奴隷解放宣言が出された背景にはどのようなものがあるのでしょうか。

南北戦争の時、リンカーンが大統領として就任していました。

リンカーンはもともと奴隷制に反対の立場をとっていた人物でしたから、人道的な意味合いを含めてこの奴隷解放宣言が出されたと思う人も多いかもしれませんね。

そしてそれは間違いではありません。

しかしそれだけが背景では無いのです。

ここでは奴隷解放宣言が出された背景について解説します。

南北戦争の勃発

南北戦争が起こったとき、アメリカの南部は綿花プランテーションで成り立っており、北部は商工業によって成り立っていました。

南部は奴隷制の存続を願い、北部は奴隷制の廃止を目指していたのです。

さらに南部は綿花を輸出するために自由貿易を求めており、南部は産業革命を経験して工業に力を入れているイギリスからの商品に対抗するため保護貿易を求めていました。

このような考え方の違いからアメリカ合衆国はなかなか1つにまとまらず、アメリカの南部がアメリカ連合国として独立しようとしたのです。

これによって南北戦争が起こりました。つまり、南北戦争が起こった理由は奴隷制をどうするかということだけではなかったのです。

南部が優勢

映画「風と共に去りぬ」を知っているでしょうか。

スカーレットの家は南部にあり、奴隷によるプランテーションを有することでまるで貴族のような生活をしていたのです。

プランテーション農園は力をつけており、この綿花を求めてアメリカ南部の味方をする効果もたくさんありました。

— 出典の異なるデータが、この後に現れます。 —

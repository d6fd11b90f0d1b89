//! Execute handlers for the xdomain bridge contract.
//!
//! - `convert` - Transfer dispatch and its transport reply
//! - `config` - Domain table and fee ceiling management
//! - `admin` - Ownership transfer

mod admin;
mod config;
mod convert;

pub use admin::*;
pub use config::*;
pub use convert::*;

それにより北部は南北戦争に負けそうな状態になってしまったのです。

そこでリンカーン大統領は1863年1月1日、南北戦争の最中に奴隷解放宣言を出すことに決めました。

政治的な背景

奴隷解放宣言が出された背景には政治的な意図があります。

北部が負けそうだったため、リンカーン大統領は奴隷解放宣言を出すことにより、南北戦争の大義名分は南部の独立を妨げるものではなく、奴隷制の廃止を目指すものであるということを明確にしたのです。

つまり、南北戦争の目的が奴隷制の廃止であれば、アメリカの南部を応援するという事は奴隷制の存続を認めるということになってしまうのです。

例えばイギリスなどはすでに奴隷制を廃止していましたから、奴隷制の存続を希望するアメリカ南部を応援するという事は人道的な意思に反しました。

このような理由によりアメリカの南部を支援することができず、アメリカ南部は孤立していったのです。

そしてアメリカ北部が勝利を収めることになったのです。

まとめ

いかがでしょうか。

奴隷解放宣言が出された背景にはこのような政治的なものがありました。

確かにリンカーンは奴隷制に反対していましたが、奴隷解放宣言そのものの目的は人道的なものではなく、政治的なものだったのです。